What needs to be done: What you return should be the full listing, exactly as given.

Data supplied:
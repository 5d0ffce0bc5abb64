// GPU interface used by the frame lifecycle code
//
// Swapchain, Renderer, PipelineBuilder and the draw recorder only talk to the
// device through this trait. VulkanDevice implements it with ash; tests use an
// in-memory implementation (backend::testing::MockGpu).
//
// All handles are plain ash::vk handles. Create-info structs are passed by
// reference and must stay valid for the duration of the call only.

use ash::prelude::VkResult;
use ash::vk;

/// What the surface supports, queried fresh for every swapchain build
#[derive(Debug, Clone)]
pub struct SurfaceSupport {
    pub capabilities: vk::SurfaceCapabilitiesKHR,
    pub formats: Vec<vk::SurfaceFormatKHR>,
    pub present_modes: Vec<vk::PresentModeKHR>,
}

/// Swapchain parameters chosen by the caller. The device fills in the
/// surface, sharing mode and queue family indices it owns.
#[derive(Debug, Clone, Copy)]
pub struct SwapchainDesc {
    pub min_image_count: u32,
    pub format: vk::SurfaceFormatKHR,
    pub extent: vk::Extent2D,
    pub present_mode: vk::PresentModeKHR,
    pub pre_transform: vk::SurfaceTransformFlagsKHR,
    pub old_swapchain: vk::SwapchainKHR,
}

pub trait Gpu {
    // ── surface & swapchain ────────────────────────────────────────────────
    fn surface_support(&self) -> VkResult<SurfaceSupport>;
    fn create_swapchain(&self, desc: &SwapchainDesc) -> VkResult<vk::SwapchainKHR>;
    fn swapchain_images(&self, swapchain: vk::SwapchainKHR) -> VkResult<Vec<vk::Image>>;
    fn destroy_swapchain(&self, swapchain: vk::SwapchainKHR);

    /// Returns `(image_index, suboptimal)`
    fn acquire_next_image(
        &self,
        swapchain: vk::SwapchainKHR,
        signal: vk::Semaphore,
    ) -> VkResult<(u32, bool)>;

    /// Returns `suboptimal`
    fn queue_present(
        &self,
        swapchain: vk::SwapchainKHR,
        image_index: u32,
        wait: vk::Semaphore,
    ) -> VkResult<bool>;

    // ── attachments ────────────────────────────────────────────────────────
    fn create_image_view(&self, info: &vk::ImageViewCreateInfo) -> VkResult<vk::ImageView>;
    fn destroy_image_view(&self, view: vk::ImageView);
    fn create_render_pass(&self, info: &vk::RenderPassCreateInfo) -> VkResult<vk::RenderPass>;
    fn destroy_render_pass(&self, render_pass: vk::RenderPass);
    fn create_framebuffer(&self, info: &vk::FramebufferCreateInfo) -> VkResult<vk::Framebuffer>;
    fn destroy_framebuffer(&self, framebuffer: vk::Framebuffer);

    // ── synchronization ────────────────────────────────────────────────────
    fn create_semaphore(&self) -> VkResult<vk::Semaphore>;
    fn destroy_semaphore(&self, semaphore: vk::Semaphore);
    fn create_fence(&self, signaled: bool) -> VkResult<vk::Fence>;
    fn destroy_fence(&self, fence: vk::Fence);
    /// Blocks without timeout
    fn wait_for_fence(&self, fence: vk::Fence) -> VkResult<()>;
    fn reset_fence(&self, fence: vk::Fence) -> VkResult<()>;
    fn wait_idle(&self) -> VkResult<()>;

    // ── commands ───────────────────────────────────────────────────────────
    fn allocate_command_buffers(&self, count: u32) -> VkResult<Vec<vk::CommandBuffer>>;
    fn free_command_buffers(&self, buffers: &[vk::CommandBuffer]);
    fn reset_command_buffer(&self, cmd: vk::CommandBuffer) -> VkResult<()>;
    fn begin_command_buffer(&self, cmd: vk::CommandBuffer) -> VkResult<()>;
    fn end_command_buffer(&self, cmd: vk::CommandBuffer) -> VkResult<()>;

    /// Submits one command buffer to the graphics queue
    fn queue_submit(
        &self,
        cmd: vk::CommandBuffer,
        wait: vk::Semaphore,
        wait_stage: vk::PipelineStageFlags,
        signal: vk::Semaphore,
        fence: vk::Fence,
    ) -> VkResult<()>;

    fn cmd_begin_render_pass(&self, cmd: vk::CommandBuffer, info: &vk::RenderPassBeginInfo);
    fn cmd_end_render_pass(&self, cmd: vk::CommandBuffer);
    fn cmd_set_viewport(&self, cmd: vk::CommandBuffer, viewport: vk::Viewport);
    fn cmd_set_scissor(&self, cmd: vk::CommandBuffer, scissor: vk::Rect2D);
    fn cmd_bind_pipeline(&self, cmd: vk::CommandBuffer, pipeline: vk::Pipeline);
    fn cmd_bind_vertex_buffer(&self, cmd: vk::CommandBuffer, buffer: vk::Buffer);
    fn cmd_bind_index_buffer(
        &self,
        cmd: vk::CommandBuffer,
        buffer: vk::Buffer,
        index_type: vk::IndexType,
    );
    fn cmd_bind_descriptor_set(
        &self,
        cmd: vk::CommandBuffer,
        layout: vk::PipelineLayout,
        set: vk::DescriptorSet,
    );
    fn cmd_draw_indexed(&self, cmd: vk::CommandBuffer, index_count: u32);

    // ── pipelines ──────────────────────────────────────────────────────────
    fn create_shader_module(&self, code: &[u32]) -> VkResult<vk::ShaderModule>;
    fn destroy_shader_module(&self, module: vk::ShaderModule);
    fn create_graphics_pipeline(
        &self,
        info: &vk::GraphicsPipelineCreateInfo,
    ) -> VkResult<vk::Pipeline>;
    fn destroy_pipeline(&self, pipeline: vk::Pipeline);
}
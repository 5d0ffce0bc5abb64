// Vulkan Device - Core GPU interface
//
// Responsibilities:
// - Instance creation (window surface extensions, optional validation)
// - Window surface
// - Physical device selection (swapchain + present support, name filter,
//   prefer discrete GPU)
// - Logical device, graphics/present queues, command and descriptor pools
// - Memory allocator setup
//
// Everything the frame lifecycle needs goes through the `Gpu` impl at the
// bottom; resource upload code uses the ash handles directly.

use anyhow::{bail, Context, Result};
use ash::extensions::{ext::DebugUtils, khr};
use ash::prelude::VkResult;
use ash::{vk, Entry};
use gpu_allocator::vulkan::{Allocator, AllocatorCreateDesc};
use parking_lot::{Mutex, MutexGuard};
use std::collections::HashSet;
use std::ffi::{CStr, CString};
use std::mem::ManuallyDrop;
use std::sync::Arc;

use super::gpu::{Gpu, SurfaceSupport, SwapchainDesc};
use crate::window::Window;

/// Immutable device settings, built from `Config`
#[derive(Debug, Clone)]
pub struct DeviceConfig {
    pub app_name: String,
    pub validation: bool,
    pub layers: Vec<String>,
    /// Case-insensitive substring of the GPU name; empty accepts any GPU
    pub device_name_filter: String,
    /// Sizes the descriptor pool (one set per frame in flight)
    pub frames_in_flight: u32,
}

#[derive(Debug, Clone, Copy, PartialEq, Eq)]
pub struct QueueFamilies {
    pub graphics: u32,
    pub present: u32,
}

impl QueueFamilies {
    pub fn is_shared(&self) -> bool {
        self.graphics == self.present
    }
}

/// Vulkan device wrapper with automatic cleanup
pub struct VulkanDevice {
    // Must go before the device is destroyed, see Drop
    allocator: ManuallyDrop<Mutex<Allocator>>,
    pub device: ash::Device,
    pub physical_device: vk::PhysicalDevice,
    pub instance: ash::Instance,
    _entry: Entry,

    surface_loader: khr::Surface,
    pub surface: vk::SurfaceKHR,
    swapchain_loader: khr::Swapchain,

    pub graphics_queue: vk::Queue,
    pub present_queue: vk::Queue,
    pub queue_families: QueueFamilies,
    pub command_pool: vk::CommandPool,
    pub descriptor_pool: vk::DescriptorPool,

    debug_utils: Option<(DebugUtils, vk::DebugUtilsMessengerEXT)>,

    // Device properties (cached)
    pub properties: vk::PhysicalDeviceProperties,
    pub memory_properties: vk::PhysicalDeviceMemoryProperties,
    pub anisotropy_enabled: bool,
}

Worked solution:
repository 5d0ffce0bc5abb64
// GPU interface used by the frame lifecycle code
//
// Swapchain, Renderer, PipelineBuilder and the draw recorder only talk to the
// device through this trait. VulkanDevice implements it with ash; tests use an
// in-memory implementation (backend::testing::MockGpu).
//
// All handles are plain ash::vk handles. Create-info structs are passed by
// reference and must stay valid for the duration of the call only.

use ash::prelude::VkResult;
use ash::vk;

/// What the surface supports, queried fresh for every swapchain build
#[derive(Debug, Clone)]
pub struct SurfaceSupport {
    pub capabilities: vk::SurfaceCapabilitiesKHR,
    pub formats: Vec<vk::SurfaceFormatKHR>,
    pub present_modes: Vec<vk::PresentModeKHR>,
}

/// Swapchain parameters chosen by the caller. The device fills in the
/// surface, sharing mode and queue family indices it owns.
#[derive(Debug, Clone, Copy)]
pub struct SwapchainDesc {
    pub min_image_count: u32,
    pub format: vk::SurfaceFormatKHR,
    pub extent: vk::Extent2D,
    pub present_mode: vk::PresentModeKHR,
    pub pre_transform: vk::SurfaceTransformFlagsKHR,
    pub old_swapchain: vk::SwapchainKHR,
}

pub trait Gpu {
    // ── surface & swapchain ────────────────────────────────────────────────
    fn surface_support(&self) -> VkResult<SurfaceSupport>;
    fn create_swapchain(&self, desc: &SwapchainDesc) -> VkResult<vk::SwapchainKHR>;
    fn swapchain_images(&self, swapchain: vk::SwapchainKHR) -> VkResult<Vec<vk::Image>>;
    fn destroy_swapchain(&self, swapchain: vk::SwapchainKHR);

    /// Returns `(image_index, suboptimal)`
    fn acquire_next_image(
        &self,
        swapchain: vk::SwapchainKHR,
        signal: vk::Semaphore,
    ) -> VkResult<(u32, bool)>;

    /// Returns `suboptimal`
    fn queue_present(
        &self,
        swapchain: vk::SwapchainKHR,
        image_index: u32,
        wait: vk::Semaphore,
    ) -> VkResult<bool>;

    // ── attachments ────────────────────────────────────────────────────────
    fn create_image_view(&self, info: &vk::ImageViewCreateInfo) -> VkResult<vk::ImageView>;
    fn destroy_image_view(&self, view: vk::ImageView);
    fn create_render_pass(&self, info: &vk::RenderPassCreateInfo) -> VkResult<vk::RenderPass>;
    fn destroy_render_pass(&self, render_pass: vk::RenderPass);
    fn create_framebuffer(&self, info: &vk::FramebufferCreateInfo) -> VkResult<vk::Framebuffer>;
    fn destroy_framebuffer(&self, framebuffer: vk::Framebuffer);

    // ── synchronization ────────────────────────────────────────────────────
    fn create_semaphore(&self) -> VkResult<vk::Semaphore>;
    fn destroy_semaphore(&self, semaphore: vk::Semaphore);
    fn create_fence(&self, signaled: bool) -> VkResult<vk::Fence>;
    fn destroy_fence(&self, fence: vk::Fence);
    /// Blocks without timeout
    fn wait_for_fence(&self, fence: vk::Fence) -> VkResult<()>;
    fn reset_fence(&self, fence: vk::Fence) -> VkResult<()>;
    fn wait_idle(&self) -> VkResult<()>;

    // ── commands ───────────────────────────────────────────────────────────
    fn allocate_command_buffers(&self, count: u32) -> VkResult<Vec<vk::CommandBuffer>>;
    fn free_command_buffers(&self, buffers: &[vk::CommandBuffer]);
    fn reset_command_buffer(&self, cmd: vk::CommandBuffer) -> VkResult<()>;
    fn begin_command_buffer(&self, cmd: vk::CommandBuffer) -> VkResult<()>;
    fn end_command_buffer(&self, cmd: vk::CommandBuffer) -> VkResult<()>;

    /// Submits one command buffer to the graphics queue
    fn queue_submit(
        &self,
        cmd: vk::CommandBuffer,
        wait: vk::Semaphore,
        wait_stage: vk::PipelineStageFlags,
        signal: vk::Semaphore,
        fence: vk::Fence,
    ) -> VkResult<()>;

    fn cmd_begin_render_pass(&self, cmd: vk::CommandBuffer, info: &vk::RenderPassBeginInfo);
    fn cmd_end_render_pass(&self, cmd: vk::CommandBuffer);
    fn cmd_set_viewport(&self, cmd: vk::CommandBuffer, viewport: vk::Viewport);
    fn cmd_set_scissor(&self, cmd: vk::CommandBuffer, scissor: vk::Rect2D);
    fn cmd_bind_pipeline(&self, cmd: vk::CommandBuffer, pipeline: vk::Pipeline);
    fn cmd_bind_vertex_buffer(&self, cmd: vk::CommandBuffer, buffer: vk::Buffer);
    fn cmd_bind_index_buffer(
        &self,
        cmd: vk::CommandBuffer,
        buffer: vk::Buffer,
        index_type: vk::IndexType,
    );
    fn cmd_bind_descriptor_set(
        &self,
        cmd: vk::CommandBuffer,
        layout: vk::PipelineLayout,
        set: vk::DescriptorSet,
    );
    fn cmd_draw_indexed(&self, cmd: vk::CommandBuffer, index_count: u32);

    // ── pipelines ──────────────────────────────────────────────────────────
    fn create_shader_module(&self, code: &[u32]) -> VkResult<vk::ShaderModule>;
    fn destroy_shader_module(&self, module: vk::ShaderModule);
    fn create_graphics_pipeline(
        &self,
        info: &vk::GraphicsPipelineCreateInfo,
    ) -> VkResult<vk::Pipeline>;
    fn destroy_pipeline(&self, pipeline: vk::Pipeline);
}
repository 5d0ffce0bc5abb64
// Vulkan Device - Core GPU interface
//
// Responsibilities:
// - Instance creation (window surface extensions, optional validation)
// - Window surface
// - Physical device selection (swapchain + present support, name filter,
//   prefer discrete GPU)
// - Logical device, graphics/present queues, command and descriptor pools
// - Memory allocator setup
//
// Everything the frame lifecycle needs goes through the `Gpu` impl at the
// bottom; resource upload code uses the ash handles directly.

use anyhow::{bail, Context, Result};
use ash::extensions::{ext::DebugUtils, khr};
use ash::prelude::VkResult;
use ash::{vk, Entry};
use gpu_allocator::vulkan::{Allocator, AllocatorCreateDesc};
use parking_lot::{Mutex, MutexGuard};
use std::collections::HashSet;
use std::ffi::{CStr, CString};
use std::mem::ManuallyDrop;
use std::sync::Arc;

use super::gpu::{Gpu, SurfaceSupport, SwapchainDesc};
use crate::window::Window;

/// Immutable device settings, built from `Config`
#[derive(Debug, Clone)]
pub struct DeviceConfig {
    pub app_name: String,
    pub validation: bool,
    pub layers: Vec<String>,
    /// Case-insensitive substring of the GPU name; empty accepts any GPU
    pub device_name_filter: String,
    /// Sizes the descriptor pool (one set per frame in flight)
    pub frames_in_flight: u32,
}

#[derive(Debug, Clone, Copy, PartialEq, Eq)]
pub struct QueueFamilies {
    pub graphics: u32,
    pub present: u32,
}

impl QueueFamilies {
    pub fn is_shared(&self) -> bool {
        self.graphics == self.present
    }
}

/// Vulkan device wrapper with automatic cleanup
pub struct VulkanDevice {
    // Must go before the device is destroyed, see Drop
    allocator: ManuallyDrop<Mutex<Allocator>>,
    pub device: ash::Device,
    pub physical_device: vk::PhysicalDevice,
    pub instance: ash::Instance,
    _entry: Entry,

    surface_loader: khr::Surface,
    pub surface: vk::SurfaceKHR,
    swapchain_loader: khr::Swapchain,

    pub graphics_queue: vk::Queue,
    pub present_queue: vk::Queue,
    pub queue_families: QueueFamilies,
    pub command_pool: vk::CommandPool,
    pub descriptor_pool: vk::DescriptorPool,

    debug_utils: Option<(DebugUtils, vk::DebugUtilsMessengerEXT)>,

    // Device properties (cached)
    pub properties: vk::PhysicalDeviceProperties,
    pub memory_properties: vk::PhysicalDeviceMemoryProperties,
    pub anisotropy_enabled: bool,
}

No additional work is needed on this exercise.